Saved data entries:
..........
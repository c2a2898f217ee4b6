//! Cell tree lookup and splice primitives.
//!
//! # Responsibility
//! - Locate cells by id anywhere in the nested folder structure.
//! - Hand out the exact containing array of a cell so callers can splice it.
//!
//! # Invariants
//! - Searches run in document order (pre-order, depth-first); first match wins.
//! - Every mutating helper validates before it touches the array, so a
//!   returned error always means the tree is unchanged.

use crate::model::cell::{Cell, CellId};
use std::collections::HashSet;
use std::error::Error;
use std::fmt::{Display, Formatter};

/// Result type used by tree primitives.
pub type TreeResult<T> = Result<T, TreeError>;

/// Lookup and validation errors from tree primitives.
#[derive(Debug, Clone, PartialEq, Eq)]
pub enum TreeError {
    /// No cell with this id exists in the searched tree.
    CellNotFound(CellId),
    /// The parent folder id of an insert/delete does not exist.
    FolderNotFound(CellId),
    /// The parent id exists but does not name a folder.
    NotAFolder(CellId),
    /// Target index lies outside the array bounds.
    IndexOutOfBounds { index: usize, len: usize },
    /// A cell with this id already exists somewhere in the tree.
    DuplicateCellId(CellId),
}

impl TreeError {
    /// Returns whether this is a lookup failure rather than a validation failure.
    pub fn is_lookup(&self) -> bool {
        matches!(self, Self::CellNotFound(_) | Self::FolderNotFound(_))
    }
}

impl Display for TreeError {
    fn fmt(&self, f: &mut Formatter<'_>) -> std::fmt::Result {
        match self {
            Self::CellNotFound(id) => write!(f, "cell not found: {id}"),
            Self::FolderNotFound(id) => write!(f, "parent folder not found: {id}"),
            Self::NotAFolder(id) => write!(f, "parent cell is not a folder: {id}"),
            Self::IndexOutOfBounds { index, len } => {
                write!(f, "index {index} out of bounds for array of length {len}")
            }
            Self::DuplicateCellId(id) => write!(f, "cell id already present in tree: {id}"),
        }
    }
}

impl Error for TreeError {}

/// Read-only view of one located cell and the array that holds it.
#[derive(Debug, Clone, Copy)]
pub struct CellLocation<'a> {
    pub cell: &'a Cell,
    pub siblings: &'a [Cell],
    pub index: usize,
}

/// Finds the first cell with `id` in document order.
pub fn find_by_id(cells: &[Cell], id: CellId) -> Option<&Cell> {
    find_with_parent(cells, id).map(|location| location.cell)
}

/// Finds a cell together with its containing array and index.
pub fn find_with_parent(cells: &[Cell], id: CellId) -> Option<CellLocation<'_>> {
    for (index, cell) in cells.iter().enumerate() {
        if cell.id() == id {
            return Some(CellLocation {
                cell,
                siblings: cells,
                index,
            });
        }
        if let Some(children) = cell.children() {
            if let Some(found) = find_with_parent(children, id) {
                return Some(found);
            }
        }
    }
    None
}

/// Returns the folder holding `id`: `Some(None)` at top level, `None` when absent.
pub fn parent_id_of(cells: &[Cell], id: CellId) -> Option<Option<CellId>> {
    fn search(cells: &[Cell], id: CellId, parent: Option<CellId>) -> Option<Option<CellId>> {
        for cell in cells {
            if cell.id() == id {
                return Some(parent);
            }
            if let Some(children) = cell.children() {
                if let Some(found) = search(children, id, Some(cell.id())) {
                    return Some(found);
                }
            }
        }
        None
    }
    search(cells, id, None)
}

/// Mutable variant of [`find_by_id`].
pub fn find_by_id_mut(cells: &mut Vec<Cell>, id: CellId) -> Option<&mut Cell> {
    let (siblings, index) = siblings_mut(cells, id)?;
    siblings.get_mut(index)
}

/// Returns the containing array of `id` and its index, mutably.
pub fn siblings_mut(cells: &mut Vec<Cell>, id: CellId) -> Option<(&mut Vec<Cell>, usize)> {
    let mut path = path_to(cells, id)?;
    let index = path.pop()?;
    let siblings = array_at_mut(cells, &path)?;
    Some((siblings, index))
}

/// Resolves the array an insert/delete targets.
///
/// `None` means the top-level array; `Some(folder_id)` means that folder's
/// children.
pub fn target_array_mut(
    cells: &mut Vec<Cell>,
    parent: Option<CellId>,
) -> TreeResult<&mut Vec<Cell>> {
    let Some(parent_id) = parent else {
        return Ok(cells);
    };
    let folder = find_by_id_mut(cells, parent_id).ok_or(TreeError::FolderNotFound(parent_id))?;
    folder
        .children_mut()
        .ok_or(TreeError::NotAFolder(parent_id))
}

/// Inserts `cell` at `index` (`index == len` appends).
pub fn insert_at(array: &mut Vec<Cell>, index: usize, cell: Cell) -> TreeResult<()> {
    if index > array.len() {
        return Err(TreeError::IndexOutOfBounds {
            index,
            len: array.len(),
        });
    }
    array.insert(index, cell);
    Ok(())
}

/// Removes the direct child with `id` from `array`, returning it and its old index.
pub fn remove_by_id(array: &mut Vec<Cell>, id: CellId) -> TreeResult<(Cell, usize)> {
    let index = array
        .iter()
        .position(|cell| cell.id() == id)
        .ok_or(TreeError::CellNotFound(id))?;
    Ok((array.remove(index), index))
}

/// Visits every cell in document order.
pub fn for_each_cell<'a>(cells: &'a [Cell], visit: &mut impl FnMut(&'a Cell)) {
    for cell in cells {
        visit(cell);
        if let Some(children) = cell.children() {
            for_each_cell(children, visit);
        }
    }
}

/// Returns the first id of `candidate` (or its descendants) already present in
/// `cells`, or repeated inside `candidate` itself.
pub fn first_conflicting_id(cells: &[Cell], candidate: &Cell) -> Option<CellId> {
    first_duplicate(collect_ids(cells, None), candidate)
}

/// Like [`first_conflicting_id`] for a candidate that will replace the subtree
/// rooted at `replaced`; ids inside that subtree are free to be reused.
pub fn first_conflicting_replacement_id(
    cells: &[Cell],
    replaced: CellId,
    candidate: &Cell,
) -> Option<CellId> {
    first_duplicate(collect_ids(cells, Some(replaced)), candidate)
}

fn first_duplicate(mut seen: HashSet<CellId>, candidate: &Cell) -> Option<CellId> {
    let mut conflict = None;
    for_each_cell(std::slice::from_ref(candidate), &mut |cell| {
        if conflict.is_none() && !seen.insert(cell.id()) {
            conflict = Some(cell.id());
        }
    });
    conflict
}

fn collect_ids(cells: &[Cell], skip: Option<CellId>) -> HashSet<CellId> {
    fn walk(cells: &[Cell], skip: Option<CellId>, ids: &mut HashSet<CellId>) {
        for cell in cells {
            if Some(cell.id()) == skip {
                continue;
            }
            ids.insert(cell.id());
            if let Some(children) = cell.children() {
                walk(children, skip, ids);
            }
        }
    }
    let mut ids = HashSet::new();
    walk(cells, skip, &mut ids);
    ids
}

fn path_to(cells: &[Cell], id: CellId) -> Option<Vec<usize>> {
    for (index, cell) in cells.iter().enumerate() {
        if cell.id() == id {
            return Some(vec![index]);
        }
        if let Some(children) = cell.children() {
            if let Some(mut rest) = path_to(children, id) {
                rest.insert(0, index);
                return Some(rest);
            }
        }
    }
    None
}

fn array_at_mut<'a>(cells: &'a mut Vec<Cell>, folders: &[usize]) -> Option<&'a mut Vec<Cell>> {
    let mut current = cells;
    for &index in folders {
        current = current.get_mut(index)?.children_mut()?;
    }
    Some(current)
}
..........
__WORK REQUIRED__. Copy from the entries above each line in which the string "that" can be found.

__ANSWER BOX__.
/// Read-only view of one located cell and the array that holds it.
/// `None` means the top-level array; `Some(folder_id)` means that folder's
/// Like [`first_conflicting_id`] for a candidate that will replace the subtree
/// rooted at `replaced`; ids inside that subtree are free to be reused.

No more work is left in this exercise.